This article is part of a series introducing new faculty members.
Two years after receiving her Harvard Ph.D., Italian Renaissance and Baroque scholar Shawon Kinew has joined the Department of History of Art and Architecture as an assistant professor. She is also a Shutzer Assistant Professor at Radcliffe.
Kinew was born in Canada on the tribal territory of the Anishinaabe. She was a postdoctoral fellow in the Andrew W. Mellon Foundation Fellowship of Scholars in the Humanities and a lecturer at Stanford, and has held residential fellowships with the Bibliotheca Hertziana, Max Planck Institute for Art History in Rome, and the Getty Research Institute.
GAZETTE: Where did you grow up?
KINEW: I grew up very close to the island where my dad was born on Lake of the Woods and in Winnipeg, which in some ways was a typical suburban upbringing although not at all because I was going back and forth between two places. We had a home on our reservation. Both of my parents worked for the tribal government and raised us there because that sense of place and knowing where my brother and I belonged was important. I don’t feel all that connected to Winnipeg as a home. It was where I went to school, but in terms of the place I feel connected to in a deeper way — that is our reserve, Onigaming, which is on Lake of the Woods. I spent my summers there playing with my cousins. With my family, we’d spend as many days as possible looking at rock paintings, picking up pottery shards, getting to know the islands and the landscape. And when I say landscape, I don’t just mean the land, but the mythologies and stories attached to those places.

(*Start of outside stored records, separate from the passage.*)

//! Label and read-receipt CRUD for [`SqliteStore`].

use chrono::Utc;
use rusqlite::{Connection, params};

use palace_core::label::ReadReceipt;

use crate::error::Result;
use crate::sqlite::shards::format_datetime;
use crate::sqlite::store::SqliteStore;

pub(crate) fn add_label_on_conn(conn: &Connection, shard_id: &str, label: &str) -> Result<()> {
    conn.execute(
        "INSERT OR IGNORE INTO labels (shard_id, label) VALUES (?1, ?2)",
        params![shard_id, label],
    )?;
    Ok(())
}

pub(crate) fn remove_label_on_conn(conn: &Connection, shard_id: &str, label: &str) -> Result<()> {
    // Set semantics: removing an absent label is a no-op, not an error.
    conn.execute(
        "DELETE FROM labels WHERE shard_id = ?1 AND label = ?2",
        params![shard_id, label],
    )?;
    Ok(())
}

pub(crate) fn get_labels_on_conn(conn: &Connection, shard_id: &str) -> Result<Vec<String>> {
    let mut stmt = conn.prepare("SELECT label FROM labels WHERE shard_id = ?1 ORDER BY label")?;
    let rows = stmt.query_map(params![shard_id], |row| row.get::<_, String>(0))?;
    let mut out = Vec::new();
    for row in rows {
        out.push(row?);
    }
    Ok(out)
}

pub(crate) fn mark_read_on_conn(conn: &Connection, shard_id: &str, agent_id: &str) -> Result<()> {
    conn.execute(
        "INSERT OR REPLACE INTO read_receipts (shard_id, agent_id, read_at) VALUES (?1, ?2, ?3)",
        params![shard_id, agent_id, format_datetime(&Utc::now())],
    )?;
    Ok(())
}

pub(crate) fn get_read_receipts_on_conn(conn: &Connection, shard_id: &str) -> Result<Vec<ReadReceipt>> {
    let mut stmt = conn.prepare(
        "SELECT shard_id, agent_id, read_at FROM read_receipts WHERE shard_id = ?1",
    )?;
    let rows = stmt.query_map(params![shard_id], |row| {
        let read_at: String = row.get("read_at")?;
        Ok(ReadReceipt {
            shard_id: row.get("shard_id")?,
            agent_id: row.get("agent_id")?,
            read_at: crate::sqlite::shards::parse_datetime(&read_at),
        })
    })?;
    let mut out = Vec::new();
    for row in rows {
        out.push(row?);
    }
    Ok(out)
}

impl SqliteStore {
    pub fn add_label_impl(&self, shard_id: &str, label: &str) -> Result<()> {
        let conn = self.lock_conn()?;
        add_label_on_conn(&conn, shard_id, label)
    }

    pub fn remove_label_impl(&self, shard_id: &str, label: &str) -> Result<()> {
        let conn = self.lock_conn()?;
        remove_label_on_conn(&conn, shard_id, label)
    }

    pub fn get_labels_impl(&self, shard_id: &str) -> Result<Vec<String>> {
        let conn = self.lock_conn()?;
        get_labels_on_conn(&conn, shard_id)
    }

    pub fn mark_read_impl(&self, shard_id: &str, agent_id: &str) -> Result<()> {
        let conn = self.lock_conn()?;
        mark_read_on_conn(&conn, shard_id, agent_id)
    }

    pub fn get_read_receipts_impl(&self, shard_id: &str) -> Result<Vec<ReadReceipt>> {
        let conn = self.lock_conn()?;
        get_read_receipts_on_conn(&conn, shard_id)
    }
}

#[cfg(test)]
mod tests {
    use super::*;
    use palace_core::shard::ShardBuilder;

    fn seeded_store() -> SqliteStore {
        let store = SqliteStore::open_in_memory().unwrap();
        let shard = ShardBuilder::new("palace", "T").id("pf-l1").build();
        store.create_shard_impl(&shard).unwrap();
        store
    }

    #[test]
    fn add_and_list_labels() {
        let store = seeded_store();
        store.add_label_impl("pf-l1", "kind:epic").unwrap();
        assert_eq!(store.get_labels_impl("pf-l1").unwrap(), vec!["kind:epic"]);
    }

    #[test]
    fn remove_absent_label_is_noop() {
        let store = seeded_store();
        store.remove_label_impl("pf-l1", "nope").unwrap();
    }

    #[test]
    fn mark_read_then_list_receipt() {
        let store = seeded_store();
        store.mark_read_impl("pf-l1", "alice").unwrap();
        let receipts = store.get_read_receipts_impl("pf-l1").unwrap();
        assert_eq!(receipts.len(), 1);
        assert_eq!(receipts[0].agent_id, "alice");
    }
}
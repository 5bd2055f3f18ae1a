//! Identity and configuration resolution for the context palace.
//!
//! This crate discovers `.palace/` project directories, resolves acting-
//! agent identity through its fallback chain, and layers environment
//! variables, project config, global config, and defaults into a single
//! frozen [`config::Config`].

pub mod config;
pub mod identity;
pub mod palace_dir;

pub use config::{CliOverrides, Config, ConfigError, ConnectionConfig, ProviderConfig, RawConfig, TemplateEntry, TemplatesManifest};
pub use identity::resolve_agent_identity;
pub use palace_dir::{ensure_palace_dir, find_palace_dir, find_palace_dir_or_error};
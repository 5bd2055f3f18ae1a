//! Filter composition for `list-shards` and the retrieval layer.

use chrono::{DateTime, Utc};

use crate::enums::{ShardType, Status};

/// Filter accepted by `list-shards` (§4.1).
///
/// `project` is required by the store; everything else narrows the result
/// set. Set-valued fields use overlap (OR) semantics. Ordering defaults to
/// newest-first; pagination is `limit`/`offset`.
#[derive(Debug, Clone)]
pub struct ShardFilter {
    pub project: String,
    pub types: Vec<ShardType>,
    pub statuses: Vec<Status>,
    /// Overlap semantics: a shard matches if it has any of these labels.
    pub labels: Vec<String>,
    pub creator: Option<String>,
    pub keyword: Option<String>,
    pub since: Option<DateTime<Utc>>,
    /// Restrict to shards with no parent (roots).
    pub parent_null: Option<bool>,
    pub parent_id: Option<String>,
    pub limit: Option<i64>,
    pub offset: Option<i64>,
}

impl ShardFilter {
    pub fn for_project(project: impl Into<String>) -> Self {
        Self {
            project: project.into(),
            types: Vec::new(),
            statuses: Vec::new(),
            labels: Vec::new(),
            creator: None,
            keyword: None,
            since: None,
            parent_null: None,
            parent_id: None,
            limit: None,
            offset: None,
        }
    }

    pub fn with_type(mut self, t: ShardType) -> Self {
        self.types.push(t);
        self
    }

    pub fn with_status(mut self, s: Status) -> Self {
        self.statuses.push(s);
        self
    }

    pub fn with_limit(mut self, limit: i64) -> Self {
        self.limit = Some(limit);
        self
    }
}

/// Filters accepted by retrieval operators on top of [`ShardFilter`]'s scope
/// (§4.4): type/label/status narrowing, a `since` floor, and a minimum
/// similarity floor for the vector path.
#[derive(Debug, Clone)]
pub struct RetrievalFilter {
    pub project: String,
    pub types: Vec<ShardType>,
    pub labels: Vec<String>,
    pub statuses: Vec<Status>,
    pub since: Option<DateTime<Utc>>,
    pub limit: usize,
    pub min_similarity: f32,
}

impl RetrievalFilter {
    pub fn for_project(project: impl Into<String>) -> Self {
        Self {
            project: project.into(),
            types: Vec::new(),
            labels: Vec::new(),
            statuses: Vec::new(),
            since: None,
            limit: 10,
            min_similarity: 0.30,
        }
    }
}
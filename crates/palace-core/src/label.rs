//! Label and read-receipt types.

use chrono::{DateTime, Utc};
use serde::{Deserialize, Serialize};

/// A label (tag) on a shard, set-semantics.
///
/// Labels prefixed `kind:` carry workflow meaning (e.g. `kind:epic`);
/// labels prefixed `to:`/`cc:` carry messaging routing.
#[derive(Debug, Clone, PartialEq, Eq, Serialize, Deserialize)]
pub struct Label {
    pub shard_id: String,
    pub label: String,
}

impl Label {
    /// Strips the `kind:` prefix, if present.
    pub fn kind_value(label: &str) -> Option<&str> {
        label.strip_prefix("kind:")
    }

    /// Strips a `to:`/`cc:` routing prefix, if present.
    pub fn routing_value(label: &str) -> Option<(&'static str, &str)> {
        if let Some(rest) = label.strip_prefix("to:") {
            Some(("to", rest))
        } else {
            label.strip_prefix("cc:").map(|rest| ("cc", rest))
        }
    }
}

/// Per-agent read state for message shards: `(shard_id, agent_id, read_at)`.
#[derive(Debug, Clone, PartialEq, Eq, Serialize, Deserialize)]
pub struct ReadReceipt {
    pub shard_id: String,
    pub agent_id: String,
    pub read_at: DateTime<Utc>,
}

#[cfg(test)]
mod tests {
    use super::*;

    #[test]
    fn label_serde() {
        let l = Label {
            shard_id: "pf-abc".into(),
            label: "kind:epic".into(),
        };
        let json = serde_json::to_string(&l).unwrap();
        let back: Label = serde_json::from_str(&json).unwrap();
        assert_eq!(back.label, "kind:epic");
    }

    #[test]
    fn kind_value_strips_prefix() {
        assert_eq!(Label::kind_value("kind:epic"), Some("epic"));
        assert_eq!(Label::kind_value("tech-debt"), None);
    }

    #[test]
    fn routing_value_strips_prefix() {
        assert_eq!(Label::routing_value("to:alice"), Some(("to", "alice")));
        assert_eq!(Label::routing_value("cc:bob"), Some(("cc", "bob")));
        assert_eq!(Label::routing_value("kind:epic"), None);
    }

    #[test]
    fn read_receipt_serde_roundtrip() {
        let r = ReadReceipt {
            shard_id: "pf-msg1".into(),
            agent_id: "alice".into(),
            read_at: Utc::now(),
        };
        let json = serde_json::to_string(&r).unwrap();
        let back: ReadReceipt = serde_json::from_str(&json).unwrap();
        assert_eq!(back.agent_id, "alice");
    }
}
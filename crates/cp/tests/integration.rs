//! End-to-end CLI integration tests for the `cp` binary.
//!
//! Each test creates its own temporary project directory, initializes it with
//! `cp init`, and exercises the `cp` binary as a subprocess via `assert_cmd`.
//! Embedding/generation providers are left unconfigured, so these tests only
//! cover paths that tolerate `ProviderError::NotConfigured` (i.e. everything
//! except `recall`, `memory recall`, and AI-generated summaries).

use assert_cmd::Command;
use predicates::prelude::*;
use tempfile::TempDir;

fn cp() -> Command {
    Command::cargo_bin("cp").unwrap()
}

fn init_project() -> TempDir {
    let tmp = TempDir::new().unwrap();
    cp().args(["init"]).current_dir(tmp.path()).assert().success();
    tmp
}

fn create_shard(tmp: &TempDir, title: &str, extra_args: &[&str]) -> String {
    let mut args = vec!["shard", "create", title, "--output", "json"];
    args.extend_from_slice(extra_args);
    let output = cp().args(&args).current_dir(tmp.path()).output().unwrap();
    assert!(output.status.success(), "shard create failed: {}", String::from_utf8_lossy(&output.stderr));
    let json: serde_json::Value = serde_json::from_slice(&output.stdout).unwrap();
    json["id"].as_str().unwrap().to_string()
}

// ---------------------------------------------------------------------------
// init / update
// ---------------------------------------------------------------------------

#[test]
fn init_creates_palace_dir() {
    let tmp = TempDir::new().unwrap();
    cp().args(["init"]).current_dir(tmp.path()).assert().success();

    assert!(tmp.path().join(".palace").is_dir());
    assert!(tmp.path().join(".palace").join("config.yaml").is_file());
}

#[test]
fn init_refuses_double_init_without_force() {
    let tmp = init_project();

    cp().args(["init"]).current_dir(tmp.path()).assert().failure().stderr(predicate::str::contains("--force"));

    cp().args(["init", "--force"]).current_dir(tmp.path()).assert().success();
}

#[test]
fn update_refreshes_template_manifest() {
    let tmp = init_project();

    cp().args(["update"]).current_dir(tmp.path()).assert().success();
}

// ---------------------------------------------------------------------------
// shard CRUD
// ---------------------------------------------------------------------------

#[test]
fn shard_lifecycle() {
    let tmp = init_project();

    let id = create_shard(&tmp, "Fix login bug", &["--type", "bug", "--priority", "0", "--content", "Users can't log in"]);
    assert!(!id.is_empty());

    cp().args(["shard", "show", &id])
        .current_dir(tmp.path())
        .assert()
        .success()
        .stdout(predicate::str::contains("Fix login bug"));

    cp().args(["shard", "update", &id, "--title", "Fix the login bug"])
        .current_dir(tmp.path())
        .assert()
        .success();

    cp().args(["shard", "show", &id])
        .current_dir(tmp.path())
        .assert()
        .success()
        .stdout(predicate::str::contains("Fix the login bug"));

    cp().args(["shard", "close", &id, "--reason", "Fixed"]).current_dir(tmp.path()).assert().success();

    cp().args(["shard", "reopen", &id]).current_dir(tmp.path()).assert().success();
}

#[test]
fn shard_list_filters_by_type() {
    let tmp = init_project();

    create_shard(&tmp, "A bug", &["--type", "bug"]);
    create_shard(&tmp, "A task", &["--type", "task"]);

    let output = cp().args(["shard", "list", "--type", "bug", "--output", "json"]).current_dir(tmp.path()).output().unwrap();
    assert!(output.status.success());
    let list: serde_json::Value = serde_json::from_slice(&output.stdout).unwrap();
    assert_eq!(list.as_array().unwrap().len(), 1);
}

#[test]
fn shard_link_and_edges() {
    let tmp = init_project();

    let a = create_shard(&tmp, "Shard A", &[]);
    let b = create_shard(&tmp, "Shard B", &[]);

    cp().args(["shard", "link", &a, &b, "--type", "references"]).current_dir(tmp.path()).assert().success();

    cp().args(["shard", "edges", &a]).current_dir(tmp.path()).assert().success().stdout(predicate::str::contains(&*b));

    cp().args(["shard", "unlink", &a, &b, "--type", "references"]).current_dir(tmp.path()).assert().success();
}

#[test]
fn shard_labels() {
    let tmp = init_project();
    let id = create_shard(&tmp, "Labeled shard", &[]);

    cp().args(["shard", "label", &id, "critical"]).current_dir(tmp.path()).assert().success();
    cp().args(["shard", "label", &id, "backend"]).current_dir(tmp.path()).assert().success();

    cp().args(["shard", "labels", &id])
        .current_dir(tmp.path())
        .assert()
        .success()
        .stdout(predicate::str::contains("critical"))
        .stdout(predicate::str::contains("backend"));
}

#[test]
fn show_nonexistent_shard_fails() {
    let tmp = init_project();

    cp().args(["shard", "show", "zz-nonexistent"]).current_dir(tmp.path()).assert().failure();
}

// ---------------------------------------------------------------------------
// memory
// ---------------------------------------------------------------------------

#[test]
fn memory_add_and_list() {
    let tmp = init_project();

    cp().args(["memory", "add", "Lesson learned", "--body", "Always check the cache first"])
        .current_dir(tmp.path())
        .assert()
        .success();

    let output = cp().args(["memory", "list", "--output", "json"]).current_dir(tmp.path()).output().unwrap();
    assert!(output.status.success());
    let list: serde_json::Value = serde_json::from_slice(&output.stdout).unwrap();
    assert_eq!(list.as_array().unwrap().len(), 1);
}

#[test]
fn memory_add_sub_requires_summary_without_ai() {
    let tmp = init_project();

    cp().args(["memory", "add", "Root memory", "--body", "root body"]).current_dir(tmp.path()).assert().success();

    let list_output = cp().args(["memory", "list", "--output", "json"]).current_dir(tmp.path()).output().unwrap();
    let list: serde_json::Value = serde_json::from_slice(&list_output.stdout).unwrap();
    let parent_id = list.as_array().unwrap()[0]["id"].as_str().unwrap().to_string();

    cp().args(["memory", "add-sub", &parent_id, "Child", "--body", "child body", "--no-ai"])
        .current_dir(tmp.path())
        .assert()
        .failure()
        .stderr(predicate::str::contains("--summary"));

    cp().args(["memory", "add-sub", &parent_id, "Child", "--body", "child body", "--no-ai", "--summary", "a child entry"])
        .current_dir(tmp.path())
        .assert()
        .success();
}

#[test]
fn memory_tree_and_delete() {
    let tmp = init_project();

    cp().args(["memory", "add", "Root", "--body", "root body"]).current_dir(tmp.path()).assert().success();

    let list_output = cp().args(["memory", "list", "--output", "json"]).current_dir(tmp.path()).output().unwrap();
    let list: serde_json::Value = serde_json::from_slice(&list_output.stdout).unwrap();
    let root_id = list.as_array().unwrap()[0]["id"].as_str().unwrap().to_string();

    cp().args(["memory", "add-sub", &root_id, "Sub entry", "--body", "sub body", "--no-ai", "--summary", "sub"])
        .current_dir(tmp.path())
        .assert()
        .success();

    cp().args(["memory", "tree", &root_id])
        .current_dir(tmp.path())
        .assert()
        .success()
        .stdout(predicate::str::contains("Sub entry"));

    cp().args(["memory", "delete", &root_id, "--recursive"]).current_dir(tmp.path()).assert().success();

    cp().args(["memory", "show", &root_id]).current_dir(tmp.path()).assert().failure();
}

// ---------------------------------------------------------------------------
// knowledge
// ---------------------------------------------------------------------------

#[test]
fn knowledge_versioning_flow() {
    let tmp = init_project();

    cp().args(["knowledge", "create", "Architecture overview", "--content", "v1 content", "--doc-type", "architecture"])
        .current_dir(tmp.path())
        .assert()
        .success();

    let list_output = cp().args(["knowledge", "list", "--output", "json"]).current_dir(tmp.path()).output().unwrap();
    let list: serde_json::Value = serde_json::from_slice(&list_output.stdout).unwrap();
    let arr = list.as_array().unwrap();
    assert_eq!(arr.len(), 1);
    let id = arr[0]["id"].as_str().unwrap().to_string();

    cp().args(["knowledge", "update", &id, "--content", "v2 content", "--summary", "expanded v2"])
        .current_dir(tmp.path())
        .assert()
        .success();

    cp().args(["knowledge", "history", &id])
        .current_dir(tmp.path())
        .assert()
        .success()
        .stdout(predicate::str::contains("v2").or(predicate::str::contains("2")));

    cp().args(["knowledge", "diff", &id, "1", "2"])
        .current_dir(tmp.path())
        .assert()
        .success()
        .stdout(predicate::str::contains("v1 content").or(predicate::str::contains("v2 content")));

    // listing again should still show exactly one head, not the snapshot too.
    let list_output = cp().args(["knowledge", "list", "--output", "json"]).current_dir(tmp.path()).output().unwrap();
    let list: serde_json::Value = serde_json::from_slice(&list_output.stdout).unwrap();
    assert_eq!(list.as_array().unwrap().len(), 1);
}

// ---------------------------------------------------------------------------
// requirement
// ---------------------------------------------------------------------------

#[test]
fn requirement_lifecycle() {
    let tmp = init_project();

    let output = cp()
        .args(["requirement", "create", "Users must log in with MFA", "--content", "MFA is required", "--output", "json"])
        .current_dir(tmp.path())
        .output()
        .unwrap();
    assert!(output.status.success());
    let created: serde_json::Value = serde_json::from_slice(&output.stdout).unwrap();
    let id = created["id"].as_str().unwrap().to_string();

    cp().args(["requirement", "approve", &id]).current_dir(tmp.path()).assert().success();

    // verify without an artifact and without --force should fail.
    cp().args(["requirement", "verify", &id]).current_dir(tmp.path()).assert().failure();

    let artifact_id = create_shard(&tmp, "PR #42", &[]);
    cp().args(["artifact", "add", &id, &artifact_id]).current_dir(tmp.path()).assert().success();

    cp().args(["requirement", "verify", &id]).current_dir(tmp.path()).assert().success();

    cp().args(["requirement", "reopen", &id, "--reason", "regression found"]).current_dir(tmp.path()).assert().success();

    cp().args(["requirement", "dashboard"]).current_dir(tmp.path()).assert().success();
}

// ---------------------------------------------------------------------------
// epic / focus / task
// ---------------------------------------------------------------------------

#[test]
fn epic_task_focus_flow() {
    let tmp = init_project();

    let output = cp()
        .args(["epic", "create", "Launch v2", "--content", "Ship the v2 release", "--output", "json"])
        .current_dir(tmp.path())
        .output()
        .unwrap();
    assert!(output.status.success());
    let epic: serde_json::Value = serde_json::from_slice(&output.stdout).unwrap();
    let epic_id = epic["id"].as_str().unwrap().to_string();

    cp().args(["focus", "set", &epic_id, "--note", "working the launch"]).current_dir(tmp.path()).assert().success();

    cp().args(["focus", "show"])
        .current_dir(tmp.path())
        .assert()
        .success()
        .stdout(predicate::str::contains(&*epic_id));

    let task = create_shard(&tmp, "Write release notes", &["--parent", &epic_id]);

    cp().args(["task", "claim", &task]).current_dir(tmp.path()).assert().success();
    cp().args(["task", "get", &task]).current_dir(tmp.path()).assert().success();
    cp().args(["task", "close", &task]).current_dir(tmp.path()).assert().success();

    cp().args(["epic", "show", &epic_id, "--detail"])
        .current_dir(tmp.path())
        .assert()
        .success()
        .stdout(predicate::str::contains("Write release notes"));

    cp().args(["focus", "clear"]).current_dir(tmp.path()).assert().success();
}

// ---------------------------------------------------------------------------
// status / admin
// ---------------------------------------------------------------------------

#[test]
fn status_reports_counts() {
    let tmp = init_project();

    create_shard(&tmp, "One", &[]);
    create_shard(&tmp, "Two", &[]);

    cp().args(["status"]).current_dir(tmp.path()).assert().success().stdout(predicate::str::contains("2 shards"));
}

#[test]
fn admin_embed_backfill_dry_run_reports_candidates() {
    let tmp = init_project();

    create_shard(&tmp, "Needs an embedding", &["--content", "some content"]);

    cp().args(["admin", "embed-backfill", "--dry-run"])
        .current_dir(tmp.path())
        .assert()
        .success()
        .stdout(predicate::str::contains("1"));
}

#[test]
fn completion_generates_script() {
    cp().args(["completion", "bash"]).assert().success().stdout(predicate::str::contains("cp"));
}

GAZETTE: Where did you begin your academic career?
KINEW: I did my honors B.A. at University of Toronto. I quickly realized in my first year of college that I wanted to study early modern Italy. The discipline just opened up to me in Toronto in a whole new way. For me, it was only when I was traveling in Italy, when I was visiting churches from the 14th century or getting to know Rome, where I felt like I was finally coming home to myself in a very real way. It’s that combination of the two, having been connected to the land and the stories and the rock paintings back home in Canada and also being able to pursue my research in Italy that felt like: This is it, this is me.
GAZETTE: You will begin teaching in the spring. What courses?
KINEW: One is a graduate seminar on Gian Lorenzo Bernini and the other is an undergraduate class on Renaissance and Baroque art. This fall I’m writing a book manuscript on a 17th-century sculptor named Melchiorre Cafà and what I call his “soft sculptures.” He was a young and brilliant sculptor from Malta who traveled to Rome, which was very much Bernini’s Rome at that time. He was crushed and killed by one of his sculptures when he was my age. It’s always a reminder to me: Have I done that work yet that I can be proud of?
Cafà was ambitious. He competed with Bernini and, as a very young sculptor, was able to carve massive marble altarpieces and sculptural groups in many of the most prominent churches in Rome. There’s a bit of a coincidence in choosing this research, which I began as a grad student. I am still captivated by Cafà’s ability to transform hard stone into soft fluffy clouds and the most tender flesh. But one of his sculptures, carved in 1665, was Rose of Lima, who became the first saint born of the Americas. This sculpture was shipped from Rome and came to Lima in 1670. Already there’s a parallel track in my own life of a kind of bridging of two worlds that people have often thought of as being separate, but have a history of being in dialogue and being connected in some form.
GAZETTE: Why are you celebrating your appointment with a thanksgiving feast in the Faculty Room?
KINEW: I wanted in some ways to do something that would be meaningful in so many of the different communities I belong to at Harvard. I certainly wanted to strengthen the relationship between our indigenous students and the humanities, especially my department. To me, having a traditional feast and a pipe ceremony was a very significant way of doing this. Many of the indigenous students here will be familiar with ceremonies like this and, to be honest, don’t see these things happening at this University.
For me, ceremony is very important because I come from two strong intellectual traditions. Anishinaabe teachings and stories and ceremony aren’t always looked at as part of an intellectual tradition by outsiders, but they are. They are a different way of knowing and of being in the world. I have responsibilities as an art historian and also as an Anishinaabe person. I feel as though I need to look after and care for the Anishinaabe artifacts and objects that are on campus. We don’t characterize them as objects in our thinking or in our language. These are animate beings. Having this feast is a way to feast these spirits and to care for them in the fullest way that they exist.
As an Anishinaabe person, I’m a visitor on this land, and it’s time for me to give back to the people whose land I’m on — the Massachusetts, the Wampanoag, and the Nipmuc people. So part of the ceremony is giving thanks and honoring them. We’ve invited representatives to come feast with us.
Kinew’s thanksgiving feast and pipe ceremony, conducted by Elder Fred Kelly of the Anishinaabe, will take place Friday. An accompanying exhibition curated by Kinew titled “Aadizookaani-gamig, the place where our grandfathers are cared for: Feasting our Anishinaabe relatives” will go on display in the teaching gallery at the Peabody Museum of Archaeology and Ethnology.